Tissue transplant is a forgotten health care topic as COVID-19 has shifted the focus of every health conversation. And even though COVID-19 is at the centre of every health care setting, there are many patients with urgent and emergency eye needs that rely on donated eye tissue to see again.

Fifteen months into the COVID-19 pandemic, the eye tissue transplant work at Kensington’s Eye Bank of Canada (Ontario Division) hasn’t stopped. The team often pivoted throughout the pandemic to ensure tissue is available for sight-saving procedures.

For most of the year, work at the Eye Bank was business as usual. Despite providing and processing eye tissue for sight saving transplants, patients do not visit the Eye Bank. They get their surgery done at a hospital, or at an out-of-hospital surgery setting. Despite work continuing during a pandemic, there were still many hurdles the team had to face along the way.

“Aside from a rough start where the Eye Bank was closed for a week due to a potential COVID-19 exposure, I’d like to think we only had minor issues.

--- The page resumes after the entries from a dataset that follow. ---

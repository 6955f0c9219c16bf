//! Record normalizer: raw feed events to canonical activities.
//!
//! Never fails. Anything that cannot be parsed is replaced with a sentinel
//! and a warning is logged, so every output row satisfies the store's
//! NOT NULL and length constraints.

use std::sync::OnceLock;

use chrono::{Duration, NaiveDate, NaiveDateTime, NaiveTime};
use regex::Regex;

use crate::types::{Activity, RawActivity};

pub const NAME_LIMIT: usize = 255;
pub const ACTIVITY_TYPE_LIMIT: usize = 255;
pub const TIME_SINCE_LIMIT: usize = 255;
pub const TICKET_URL_LIMIT: usize = 65_535;

const UNKNOWN: &str = "Unknown";

/// Date written when the feed's date cannot be parsed: 1900-01-01.
pub fn sentinel_date() -> NaiveDate {
    NaiveDate::from_ymd_opt(1900, 1, 1).unwrap_or(NaiveDate::MIN)
}

/// Timestamp written when the feed's stamp cannot be parsed: 1900-01-01 00:00:00.
pub fn sentinel_timestamp() -> NaiveDateTime {
    sentinel_date().and_time(NaiveTime::MIN)
}

fn ordinal_suffix_re() -> &'static Regex {
    static RE: OnceLock<Regex> = OnceLock::new();
    RE.get_or_init(|| Regex::new(r"(?i)\b(\d{1,2})(?:st|nd|rd|th)\b").unwrap())
}

/// Parse the date half of a feed stamp, e.g. `"March 5th 2024"` or
/// `"March 5th, 2024"`. Already-canonical `YYYY-MM-DD` is accepted as well.
pub fn parse_feed_date(input: &str) -> Option<NaiveDate> {
    let trimmed = input.trim();
    if let Ok(date) = NaiveDate::parse_from_str(trimmed, "%Y-%m-%d") {
        return Some(date);
    }
    let without_commas = trimmed.replace(',', "");
    let stripped = ordinal_suffix_re().replace_all(&without_commas, "$1");
    NaiveDate::parse_from_str(&stripped, "%B %d %Y").ok()
}

/// Parse the time half of a feed stamp, e.g. `"14:32:10"`.
pub fn parse_feed_time(input: &str) -> Option<NaiveTime> {
    NaiveTime::parse_from_str(input.trim(), "%H:%M:%S").ok()
}

/// Split `"March 5th 2024, 14:32:10"` into its date and time halves. The time
/// is always last, so a comma inside the date stays with the date.
fn split_stamp(stamp: &str) -> (&str, Option<&str>) {
    match stamp.rsplit_once(", ") {
        Some((date, time)) => (date, Some(time)),
        None => (stamp, None),
    }
}

/// Render an interval as `H:MM:SS` or `N day(s), H:MM:SS`. Negative
/// intervals borrow a whole day, so ten seconds in the future reads
/// `-1 day, 23:59:50`.
pub fn format_elapsed(elapsed: Duration) -> String {
    let total = elapsed.num_seconds();
    let days = total.div_euclid(86_400);
    let rem = total.rem_euclid(86_400);
    let clock = format!("{}:{:02}:{:02}", rem / 3600, (rem % 3600) / 60, rem % 60);
    match days {
        0 => clock,
        1 | -1 => format!("{} day, {}", days, clock),
        _ => format!("{} days, {}", days, clock),
    }
}

/// Truncate to at most `limit` characters.
pub fn truncate_chars(value: &str, limit: usize) -> String {
    match value.char_indices().nth(limit) {
        Some((byte_idx, _)) => value[..byte_idx].to_string(),
        None => value.to_string(),
    }
}

fn text_or_unknown(value: Option<&str>, limit: usize) -> String {
    match value.map(str::trim) {
        Some(v) if !v.is_empty() => truncate_chars(v, limit),
        _ => UNKNOWN.to_string(),
    }
}

/// Normalize one raw event. `now` is the extraction clock used for
/// `time_since_last_activity`.
pub fn normalize(raw: &RawActivity, now: NaiveDateTime) -> Activity {
    let name = text_or_unknown(raw.name.as_deref(), NAME_LIMIT);
    let activity_type = text_or_unknown(raw.activity_type.as_deref(), ACTIVITY_TYPE_LIMIT);

    let stamp = raw.when.as_deref().unwrap_or("");
    let (date_part, time_part) = split_stamp(stamp);

    let parsed_date = parse_feed_date(date_part);
    if parsed_date.is_none() {
        log::warn!(
            "Invalid date format: {:?} for {}. Using default '{}'.",
            date_part,
            name,
            sentinel_date()
        );
    }
    let parsed_time = time_part.and_then(parse_feed_time);
    if parsed_time.is_none() {
        log::warn!(
            "Invalid time format: {:?} for {}. Using default '00:00:00'.",
            time_part.unwrap_or(""),
            name
        );
    }

    let (timestamp, time_since) = match (parsed_date, parsed_time) {
        (Some(date), Some(time)) => {
            let ts = date.and_time(time);
            (ts, truncate_chars(&format_elapsed(now - ts), TIME_SINCE_LIMIT))
        }
        _ => {
            log::warn!(
                "Invalid datetime format: {:?}. Using default '{}'.",
                stamp,
                sentinel_timestamp()
            );
            (sentinel_timestamp(), UNKNOWN.to_string())
        }
    };

    let ticket_url = raw
        .ticket_url
        .as_deref()
        .map(|u| truncate_chars(u.trim(), TICKET_URL_LIMIT))
        .unwrap_or_default();

    Activity {
        name,
        activity_type,
        date: parsed_date.unwrap_or_else(sentinel_date),
        time: parsed_time.unwrap_or(NaiveTime::MIN),
        timestamp,
        ticket_url,
        time_since_last_activity: time_since,
    }
}

/// Normalize a whole feed batch against a single extraction clock.
pub fn normalize_batch<I>(raws: I, now: NaiveDateTime) -> Vec<Activity>
where
    I: IntoIterator<Item = RawActivity>,
{
    raws.into_iter().map(|raw| normalize(&raw, now)).collect()
}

The biggest challenge at the beginning of COVID-19 is how it impacted the transportation of tissue,” said Christine Humphreys, Director of The Eye Bank of Canada (Ontario Division). “It has actually given us a lot of opportunity to rethink and explore new ways of doing things.”

Prior to the pandemic, the Eye Bank used busses as the main transportation method for donated eye tissues, delivering tissue throughout Ontario. As COVID-19 impacted bus transportation, the Eye Bank shifted to using couriers to transport eye tissue to different health centres across Ontario. This has provided multiple benefits: there are less hands in the mix so tissues are handled more securely and tissues are easier to track.

Tissue volume is another challenge for the Eye Bank. At the beginning of the pandemic, there were many restrictions regarding tissue donation because so much was unknown. Even if a person has pre-registered to become an organ and tissue donor, if they have COVID-19, COVID-19 symptoms or risk factors for COVID-19 at death, their tissue cannot be donated.

“Many people don’t know this, but pink eye (conjunctivitis) can be a symptom of COVID-19,” said Christine. “What we don’t know yet is if this is transmissible by donor tissue.”

Even though testing is not required by Health Canada, testing donors has helped increase tissue donations by ruling out COVID-19 in donors who show symptoms thought to be due to an underlying health condition (COPD or lung cancer). By testing people with COVID-19-like symptoms, and understanding their prior health conditions, it allowed more donors to be accepted.

To date, there has been no recorded cases of COVID-19 detected in our donor population: “We haven’t had a case of undetected COVID-19 because of how well we screen our donors.”

But even with testing and ruling out symptoms and risk factors, tissue availability remains an issue in Ontario and the rest of Canada.

“Even though we’ve been able to provide most of the tissue needed from donors in Ontario, we still had to increase the number of tissues we’ve imported from the United States so surgeries wouldn’t get cancelled. Historically, we didn’t need to rely on importing tissue,” said Christine. “Because of the lack of tissue, we still had to cancel a handful of surgeries when no tissue was available to import from the US.”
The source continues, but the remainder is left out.